The clock had begun to sound, though its minute hand had yet to reach twelve. Visitors were summoned to it, the children’s mouths falling open as the various mechanisms brought the garish figures to life. Bells clanged and ominous organ music started playing. The pendulum was a polished mirror. Looking at it, Rebus caught glimpses of himself, and behind him the whole museum, each spectator captured.
‘Worth a closer look,’ Jean Burchill told him. They got up and began to move forwards, joining the congregation. Rebus thought he recognised wooden carvings of Hitler and Stalin. They were operating a jagged-toothed saw.
‘There’s something else,’ Jean Burchill was saying. ‘There’ve been other dolls, other places.’
‘What?’ He tore his eyes away from the clock.
‘Best thing is if I send you what I’ve got...’

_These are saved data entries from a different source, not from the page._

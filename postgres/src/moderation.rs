//! Flags, reviews, the moderation log and notifications.

use crate::rows::{FlagRow, ModerationActionRow, PostRow, convert_all};
use crate::{PostgresStore, db_error, sql_i32, sql_i64};
use arena_core::commerce::Page;
use arena_core::error::{StoreError, StoreResult};
use arena_core::moderation::{
    Flag, FlagQuery, FlagReason, FlagReview, ModerationAction, Notification, Post,
};
use arena_core::store::ModerationStore;
use arena_core::types::{FlagId, PostId, UserId};
use async_trait::async_trait;
use chrono::{DateTime, Utc};
use sqlx::PgConnection;

async fn lock_post(conn: &mut PgConnection, id: PostId) -> StoreResult<Post> {
    sqlx::query_as::<_, PostRow>(concat!(post_select!(), " WHERE id = $1 FOR UPDATE"))
        .bind(id.as_uuid())
        .fetch_optional(conn)
        .await
        .map_err(db_error)?
        .ok_or_else(|| StoreError::NotFound {
            entity: "post",
            id: id.to_string(),
        })
        .and_then(Post::try_from)
}

async fn open_flag_count(conn: &mut PgConnection, post_id: PostId) -> StoreResult<u32> {
    let count: i64 = sqlx::query_scalar(
        "SELECT COUNT(*) FROM flags WHERE post_id = $1 AND status IN ('PENDING', 'REVIEWED')",
    )
    .bind(post_id.as_uuid())
    .fetch_one(conn)
    .await
    .map_err(db_error)?;
    Ok(u32::try_from(count).unwrap_or(u32::MAX))
}

async fn store_post_state(
    conn: &mut PgConnection,
    post: &Post,
    now: DateTime<Utc>,
) -> StoreResult<()> {
    sqlx::query(
        r"
        UPDATE posts
        SET is_hidden = $2, is_pinned = $3, is_locked = $4, is_deleted = $5,
            flag_count = $6, is_flagged = $7, updated_at = $8
        WHERE id = $1
        ",
    )
    .bind(post.id.as_uuid())
    .bind(post.is_hidden)
    .bind(post.is_pinned)
    .bind(post.is_locked)
    .bind(post.is_deleted)
    .bind(sql_i32(post.flag_count))
    .bind(post.is_flagged)
    .bind(now)
    .execute(conn)
    .await
    .map_err(db_error)?;
    Ok(())
}

#[async_trait]
impl ModerationStore for PostgresStore {
    async fn post(&self, id: PostId) -> StoreResult<Option<Post>> {
        sqlx::query_as::<_, PostRow>(concat!(post_select!(), " WHERE id = $1"))
            .bind(id.as_uuid())
            .fetch_optional(&self.pool)
            .await
            .map_err(db_error)?
            .map(Post::try_from)
            .transpose()
    }

    async fn flag(&self, id: FlagId) -> StoreResult<Option<Flag>> {
        sqlx::query_as::<_, FlagRow>(concat!(flag_select!(), " WHERE id = $1"))
            .bind(id.as_uuid())
            .fetch_optional(&self.pool)
            .await
            .map_err(db_error)?
            .map(Flag::try_from)
            .transpose()
    }

    async fn flag_exists(
        &self,
        reporter_id: UserId,
        post_id: PostId,
        reason: FlagReason,
    ) -> StoreResult<bool> {
        sqlx::query_scalar::<_, bool>(
            r"
            SELECT EXISTS (
                SELECT 1 FROM flags WHERE reporter_id = $1 AND post_id = $2 AND reason = $3
            )
            ",
        )
        .bind(reporter_id.as_uuid())
        .bind(post_id.as_uuid())
        .bind(reason.as_str())
        .fetch_one(&self.pool)
        .await
        .map_err(db_error)
    }

    async fn record_flag(&self, flag: &Flag) -> StoreResult<Post> {
        let mut tx = self.pool.begin().await.map_err(db_error)?;
        let mut post = lock_post(&mut tx, flag.post_id).await?;

        sqlx::query(
            r"
            INSERT INTO flags (
                id, reporter_id, post_id, reason, details, status, severity,
                created_at, updated_at
            ) VALUES ($1, $2, $3, $4, $5, $6, $7, $8, $9)
            ",
        )
        .bind(flag.id.as_uuid())
        .bind(flag.reporter_id.as_uuid())
        .bind(flag.post_id.as_uuid())
        .bind(flag.reason.as_str())
        .bind(flag.details.as_deref())
        .bind(flag.status.as_str())
        .bind(flag.severity.as_str())
        .bind(flag.created_at)
        .bind(flag.updated_at)
        .execute(&mut *tx)
        .await
        .map_err(db_error)?;

        let open = open_flag_count(&mut tx, flag.post_id).await?;
        post.set_open_flags(open);
        post.updated_at = flag.created_at;
        store_post_state(&mut tx, &post, flag.created_at).await?;

        tx.commit().await.map_err(db_error)?;
        Ok(post)
    }

    async fn record_review(&self, review: &FlagReview) -> StoreResult<Post> {
        let mut tx = self.pool.begin().await.map_err(db_error)?;
        let mut post = lock_post(&mut tx, review.post_id).await?;

        let updated = sqlx::query(
            r"
            UPDATE flags
            SET status = $2, reviewed_by = $3, reviewed_at = $4, review_notes = $5,
                updated_at = $4
            WHERE id = $1 AND status IN ('PENDING', 'REVIEWED')
            ",
        )
        .bind(review.flag_id.as_uuid())
        .bind(review.status.as_str())
        .bind(review.reviewer_id.as_uuid())
        .bind(review.reviewed_at)
        .bind(review.notes.as_deref())
        .execute(&mut *tx)
        .await
        .map_err(db_error)?;
        if updated.rows_affected() == 0 {
            let status: Option<String> =
                sqlx::query_scalar("SELECT status FROM flags WHERE id = $1")
                    .bind(review.flag_id.as_uuid())
                    .fetch_optional(&mut *tx)
                    .await
                    .map_err(db_error)?;
            return Err(match status {
                Some(status) => StoreError::Precondition(format!("Flag is already {status}")),
                None => StoreError::NotFound {
                    entity: "flag",
                    id: review.flag_id.to_string(),
                },
            });
        }

        let open = open_flag_count(&mut tx, review.post_id).await?;
        post.set_open_flags(open);
        if let Some(action) = review.action {
            action.apply(&mut post);
        }
        post.updated_at = review.reviewed_at;
        store_post_state(&mut tx, &post, review.reviewed_at).await?;

        let entry = &review.log_entry;
        sqlx::query(
            r"
            INSERT INTO moderation_actions (
                id, moderator_id, post_id, flag_id, flag_status, action, notes, created_at
            ) VALUES ($1, $2, $3, $4, $5, $6, $7, $8)
            ",
        )
        .bind(entry.id.as_uuid())
        .bind(entry.moderator_id.as_uuid())
        .bind(entry.post_id.as_uuid())
        .bind(entry.flag_id.map(|id| *id.as_uuid()))
        .bind(entry.flag_status.as_str())
        .bind(entry.action.map(|a| a.as_str()))
        .bind(entry.notes.as_deref())
        .bind(entry.created_at)
        .execute(&mut *tx)
        .await
        .map_err(db_error)?;

        tx.commit().await.map_err(db_error)?;
        Ok(post)
    }

    async fn list_flags(&self, query: &FlagQuery) -> StoreResult<Page<Flag>> {
        let status = query.status.map(|s| s.as_str());

        let total: i64 =
            sqlx::query_scalar("SELECT COUNT(*) FROM flags WHERE ($1::text IS NULL OR status = $1)")
                .bind(status)
                .fetch_one(&self.pool)
                .await
                .map_err(db_error)?;

        let rows = sqlx::query_as::<_, FlagRow>(concat!(
            flag_select!(),
            " WHERE ($1::text IS NULL OR status = $1)",
            " ORDER BY created_at DESC, seq DESC LIMIT $2 OFFSET $3"
        ))
        .bind(status)
        .bind(i64::from(query.pagination.limit))
        .bind(sql_i64(query.pagination.offset()))
        .fetch_all(&self.pool)
        .await
        .map_err(db_error)?;

        Ok(Page {
            items: convert_all(rows)?,
            total: u64::try_from(total).unwrap_or_default(),
            page: query.pagination.page,
            limit: query.pagination.limit,
        })
    }

    async fn moderation_log(&self, post_id: PostId) -> StoreResult<Vec<ModerationAction>> {
        let rows = sqlx::query_as::<_, ModerationActionRow>(
            r"
            SELECT id, moderator_id, post_id, flag_id, flag_status, action, notes, created_at
            FROM moderation_actions
            WHERE post_id = $1
            ORDER BY seq
            ",
        )
        .bind(post_id.as_uuid())
        .fetch_all(&self.pool)
        .await
        .map_err(db_error)?;
        convert_all(rows)
    }

    async fn enqueue_notifications(&self, notifications: &[Notification]) -> StoreResult<()> {
        let mut tx = self.pool.begin().await.map_err(db_error)?;
        for notification in notifications {
            sqlx::query(
                r"
                INSERT INTO notifications (
                    id, user_id, kind, title, message, post_id, flag_id, is_read, created_at
                ) VALUES ($1, $2, $3, $4, $5, $6, $7, $8, $9)
                ",
            )
            .bind(notification.id.as_uuid())
            .bind(notification.user_id.as_uuid())
            .bind(notification.kind.as_str())
            .bind(&notification.title)
            .bind(&notification.message)
            .bind(notification.post_id.map(|id| *id.as_uuid()))
            .bind(notification.flag_id.map(|id| *id.as_uuid()))
            .bind(notification.is_read)
            .bind(notification.created_at)
            .execute(&mut *tx)
            .await
            .map_err(db_error)?;
        }
        tx.commit().await.map_err(db_error)?;
        Ok(())
    }
}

Rebus spent the rest of that Friday waiting for his shift to end. Photos of David Costello’s garage had been placed on one of the walls, joining the haphazard jigsaw there. His MG was a dark blue soft-top. The forensic boffins hadn’t had permission to remove traces from the vehicle and its tyres, but that hadn’t stopped them taking a good look. The car hadn’t been washed of late. If it had been, they’d have been asking David Costello why. More photos of Philippa’s friends and acquaintances had been gathered and shown to Professor Devlin. A couple of prints of the boyfriend had been slipped in, which had caused Devlin to complain about ‘tactics beneath contempt’.

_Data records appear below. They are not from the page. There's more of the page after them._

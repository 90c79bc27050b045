//! Router configuration.

use super::state::AppState;
use crate::api::{cart, checkout, flags, payments};
use crate::live::live_feed;
use arena_web::handlers::{health_check, readiness};
use arena_web::{correlation_id_layer, rate_limit};
use axum::{
    middleware,
    routing::{delete, get, post},
    Router,
};
use tower_http::cors::{Any, CorsLayer};
use tower_http::trace::TraceLayer;

/// Build the complete router.
///
/// | Method | Path | Access |
/// |---|---|---|
/// | GET | `/health`, `/ready` | public |
/// | GET | `/cart` | session |
/// | POST | `/cart/add` | session, rate limited |
/// | DELETE | `/cart/remove?itemId=` | session |
/// | POST | `/checkout` | session, rate limited |
/// | POST | `/payments/notify` | gateway signature |
/// | GET | `/my-registrations` | session |
/// | POST | `/admin/verify-payment` | admin |
/// | GET | `/admin/registrations` | admin |
/// | POST | `/flags` | session, rate limited |
/// | GET | `/flags` | staff |
/// | POST | `/flags/:id/review` | staff |
/// | GET | `/admin/live` | staff, WebSocket |
pub fn build_router(state: AppState) -> Router {
    let limited = middleware::from_fn_with_state(state.limiter.clone(), rate_limit);

    Router::new()
        .route("/health", get(health_check))
        .route("/ready", get(readiness))
        // Cart
        .route("/cart", get(cart::view_cart))
        .route("/cart/add", post(cart::add_item).route_layer(limited.clone()))
        .route("/cart/remove", delete(cart::remove_item))
        // Checkout and payments
        .route("/checkout", post(checkout::checkout).route_layer(limited.clone()))
        .route("/payments/notify", post(payments::gateway_notify))
        .route("/my-registrations", get(payments::my_registrations))
        .route("/admin/verify-payment", post(payments::verify_payment))
        .route("/admin/registrations", get(payments::list_registrations))
        // Moderation
        .route(
            "/flags",
            post(flags::create_flag)
                .route_layer(limited)
                .get(flags::list_flags),
        )
        .route("/flags/:id/review", post(flags::review_flag))
        .route("/admin/live", get(live_feed))
        .layer(correlation_id_layer())
        .layer(TraceLayer::new_for_http())
        .layer(
            CorsLayer::new()
                .allow_origin(Any)
                .allow_methods(Any)
                .allow_headers(Any),
        )
        .with_state(state)
}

Five days since that Sunday night, five days since she’d disappeared. The more Rebus stared at the jigsaw on the wall, the less he saw. He thought again of the Millennium Clock, which was just the opposite: the more he’d looked at it, the more he’d seen — small figures suddenly picked out from the moving whole. He saw it now as a monument to the lost and forgotten. In its way, the wall display — the photos, faxes, rotas and drawings — comprised a monument too. But eventually, whatever happened, this monument would be dismantled and relegated to some box in a storeroom somewhere, its life limited to the length of the search.
He’d been here before: other times, other cases, not all of them solved to anyone’s satisfaction. You tried not to care, tried to maintain objectivity, just as the training seminars told you to, but it was hard. The Farmer still remembered a young boy from his first week on the force, and Rebus had his memories, too. Which was why, at day’s end, he went home, showered and changed, and sat in his chair for an hour with a glass of Laphroaig and the Rolling Stones for company: Beggars Banquet tonight, and more than one glass of Laphroaig actually. Carpets from the hall and bedrooms were rolled up either side of him. Mattresses and wardrobes, chests of drawers... the room was like a scrapyard. But there was a clear path from the door to his chair, and from his chair to the hi-fi, and that was all he needed.